[IAEP] Sugar Digest 2010-07-29

Walter Bender walter.bender at gmail.com
Thu Jul 29 16:33:14 EDT 2010


== Sugar ==

1. Squeakfest Part II: The final day of Squeakfest as was uplifting as
my first day at the conference. There were reports from the field
using Etoys and many "oh-the-things-you-can-do" presentations by
teachers who use Etoys in the classroom. There was a nice mix of
projects built by learners – an amazing physics model built by
high-school students in North Carolina was a highlight – as well as
projects intended to let a learner explore a powerful idea – a
beautiful-in-its-simplicity model for estimating the area of a circle;
these small projects – "Etoy-lets" – are being shared on line along
with an extensive collection of simple guides to using Etoys. Again I
was impressed by the extensive use of flaps and books that are created
as part of the project generation process and the use of versioning to
monitor a learner's progress. These facilities represent a major
usability improvement in Etoys in support of pedagogical goals. Etoys
is great stuff, well worth the initial investment in time and effort
to learn.

2. I contrast this with the sad state of the computer industry's
attempts to sell computers to schools: "[] says teachers need high-end
laptops but students will just be accessing content and communication
so need basic functionality." While there is nothing fundamentally
wrong with giving children access to content, does that really
constitute the basic functionality needed by the learner? The good
news is that Sugar (and Etoys) can run on these "basic" platforms. We
should stop selling teachers and learning short by dumbing down the
opportunities to use computation as a thing to think with.

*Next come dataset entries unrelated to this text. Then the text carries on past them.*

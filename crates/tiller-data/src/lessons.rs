use anyhow::Result;
use chrono::NaiveDate;
use serde::{Deserialize, Serialize};
use sqlx::FromRow;
use thiserror::Error as ThisError;

use crate::{Page, Query, Retrieve, SortSpec};

#[derive(Debug, Clone, ThisError, PartialEq)]
pub enum ValidationError {
    #[error("Missing required field: {0}")]
    MissingField(&'static str),
}

#[derive(Debug, Clone, Default, PartialEq, FromRow, Serialize, Deserialize)]
pub struct Lesson {
    pub id: u32,
    pub class_type: Option<u32>,
    /// Lesson title, e.g. "Beginning Sailing II".
    pub subtype: Option<String>,
    pub day: Option<String>,
    pub time: Option<String>,
    /// Display text for the session dates.
    pub dates: Option<String>,
    pub calendar_date: NaiveDate,
    pub instructor1: Option<u32>,
    pub instructor2: Option<u32>,
    pub description: String,
    pub size: Option<u32>,
    /// Quarter marker after which the lesson drops off the schedule.
    pub expire: Option<u32>,
    pub display: bool,
}

/// Form input for creating or editing a lesson. All fields arrive
/// optional; `validate` checks the required set before anything is
/// written to the database.
#[derive(Debug, Clone, Default, Serialize, Deserialize)]
pub struct LessonForm {
    pub id: Option<u32>,
    pub class_type: Option<u32>,
    pub subtype: Option<String>,
    pub day: Option<String>,
    pub time: Option<String>,
    pub dates: Option<String>,
    pub calendar_date: Option<NaiveDate>,
    pub instructor1: Option<u32>,
    pub instructor2: Option<u32>,
    pub description: Option<String>,
    pub size: Option<u32>,
    pub expire: Option<u32>,
    pub display: bool,
}

impl LessonForm {
    /// Validate the form and build a lesson from it.
    pub fn validate(self) -> Result<Lesson, ValidationError> {
        let class_type = self
            .class_type
            .ok_or(ValidationError::MissingField("type"))?;
        let calendar_date = self
            .calendar_date
            .ok_or(ValidationError::MissingField("calendar date"))?;
        let subtype = non_blank(self.subtype).ok_or(ValidationError::MissingField("title"))?;
        let day = non_blank(self.day).ok_or(ValidationError::MissingField("day of week"))?;
        let time = non_blank(self.time).ok_or(ValidationError::MissingField("time"))?;
        let dates = non_blank(self.dates).ok_or(ValidationError::MissingField("dates"))?;
        let size = self.size.ok_or(ValidationError::MissingField("size"))?;
        let expire = self.expire.ok_or(ValidationError::MissingField("expire"))?;

        Ok(Lesson {
            id: self.id.unwrap_or(0),
            class_type: Some(class_type),
            subtype: Some(subtype),
            day: Some(day),
            time: Some(time),
            dates: Some(dates),
            calendar_date,
            instructor1: self.instructor1,
            instructor2: self.instructor2,
            description: self.description.unwrap_or_default(),
            size: Some(size),
            expire: Some(expire),
            display: self.display,
        })
    }
}

fn non_blank(value: Option<String>) -> Option<String> {
    value.filter(|v| !v.trim().is_empty())
}

/// Lesson listing order.
#[derive(Debug, Clone, Copy, Default, PartialEq, Serialize, Deserialize)]
pub enum LessonOrder {
    /// Insertion order, newest first. The default for the paged listing.
    #[default]
    Newest,
    CalendarDate {
        descending: bool,
    },
    /// Calendar date then time of day, ascending. Used by the quarter
    /// schedule view.
    Schedule,
}

impl LessonOrder {
    /// Map a caller-supplied sort spec onto the allow-list, falling
    /// back to insertion order for unsupported fields.
    pub fn resolve(sort: Option<&SortSpec>) -> Self {
        match sort {
            Some(sort) if sort.field == "calendarDate" => LessonOrder::CalendarDate {
                descending: sort.descending,
            },
            _ => LessonOrder::Newest,
        }
    }
}

#[derive(Debug, Default, Clone, Serialize, Deserialize)]
#[serde(rename_all = "camelCase")]
pub struct LessonFilter {
    /// Keep only lessons that have not expired before this quarter.
    pub expire_at_least: Option<u32>,
    #[serde(default)]
    pub order: LessonOrder,
    pub page: Option<Page>,
}

impl Lesson {
    /// Lessons still current for the active quarter, in schedule order.
    pub async fn schedule<DB>(db: &DB) -> Result<Vec<Lesson>>
    where
        DB: Query<Lesson, Filter = LessonFilter>
            + Retrieve<crate::CurrentQuarter, Key = ()>,
    {
        let current: crate::CurrentQuarter = db.retrieve(()).await?;
        db.query(&LessonFilter {
            expire_at_least: Some(current.quarter),
            order: LessonOrder::Schedule,
            page: None,
        })
        .await
    }
}

#[cfg(test)]
mod tests {
    use super::*;

    fn complete_form() -> LessonForm {
        LessonForm {
            class_type: Some(1),
            subtype: Some("Beginning Sailing".to_string()),
            day: Some("Tuesday".to_string()),
            time: Some("18:00".to_string()),
            dates: Some("Apr 1 - May 6".to_string()),
            calendar_date: NaiveDate::from_ymd_opt(2024, 4, 1),
            size: Some(12),
            expire: Some(5),
            ..Default::default()
        }
    }

    #[test]
    fn test_form_validates() {
        let lesson = complete_form().validate().unwrap();
        assert_eq!(lesson.class_type, Some(1));
        assert_eq!(lesson.subtype.as_deref(), Some("Beginning Sailing"));
        assert_eq!(
            lesson.calendar_date,
            NaiveDate::from_ymd_opt(2024, 4, 1).unwrap()
        );
        assert_eq!(lesson.description, "");
    }

    #[test]
    fn test_form_missing_type() {
        let form = LessonForm {
            class_type: None,
            ..complete_form()
        };
        assert_eq!(
            form.validate(),
            Err(ValidationError::MissingField("type"))
        );
    }

    #[test]
    fn test_form_missing_calendar_date() {
        let form = LessonForm {
            calendar_date: None,
            ..complete_form()
        };
        assert_eq!(
            form.validate(),
            Err(ValidationError::MissingField("calendar date"))
        );
    }

    #[test]
    fn test_form_blank_title() {
        let form = LessonForm {
            subtype: Some("   ".to_string()),
            ..complete_form()
        };
        assert_eq!(
            form.validate(),
            Err(ValidationError::MissingField("title"))
        );
    }

    #[test]
    fn test_order_resolve() {
        let sort = SortSpec {
            field: "calendarDate".to_string(),
            descending: true,
        };
        assert_eq!(
            LessonOrder::resolve(Some(&sort)),
            LessonOrder::CalendarDate { descending: true }
        );

        // Anything else degrades to insertion order
        let sort = SortSpec {
            field: "instructor1".to_string(),
            descending: false,
        };
        assert_eq!(LessonOrder::resolve(Some(&sort)), LessonOrder::Newest);
        assert_eq!(LessonOrder::resolve(None), LessonOrder::Newest);
    }
}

3. Christoph Derndorfer, who is on another of his world-wide tours of
OLPC deployments – this time to Latin America – just reposted a link
to Michael Trucano's restating-the-obvious article on 1-to-1 laptop
deployment pitfalls on the World Bank's website. (Most of Trucano's
well-worn advise applies to any learning initiative; alas, he does not
provide much insight for those of us trying to actually solve real
problems on the ground.) I will give Christoph the benefit of doubt
that with the coincidence of his post that he is not deliberately
making a backhanded disparagement of the deployments in Uruguay and
Paraguay he has visited. While these deployments have not yet reached
the status perfection, the deployment teams at Ceibal and Paraguay
Educa have never strayed into the dangerous waters described by
Trucano:

   1. Dump hardware in schools, hope for magic to happen
   Far from it, there have been extensive support mechanisms in place
in .ur and .py from Day One

   2. Design for OECD learning environments, implement elsewhere
   While there is some sharing of content and best practice, it is the
local pedagogical team that calls the shots in both deployments.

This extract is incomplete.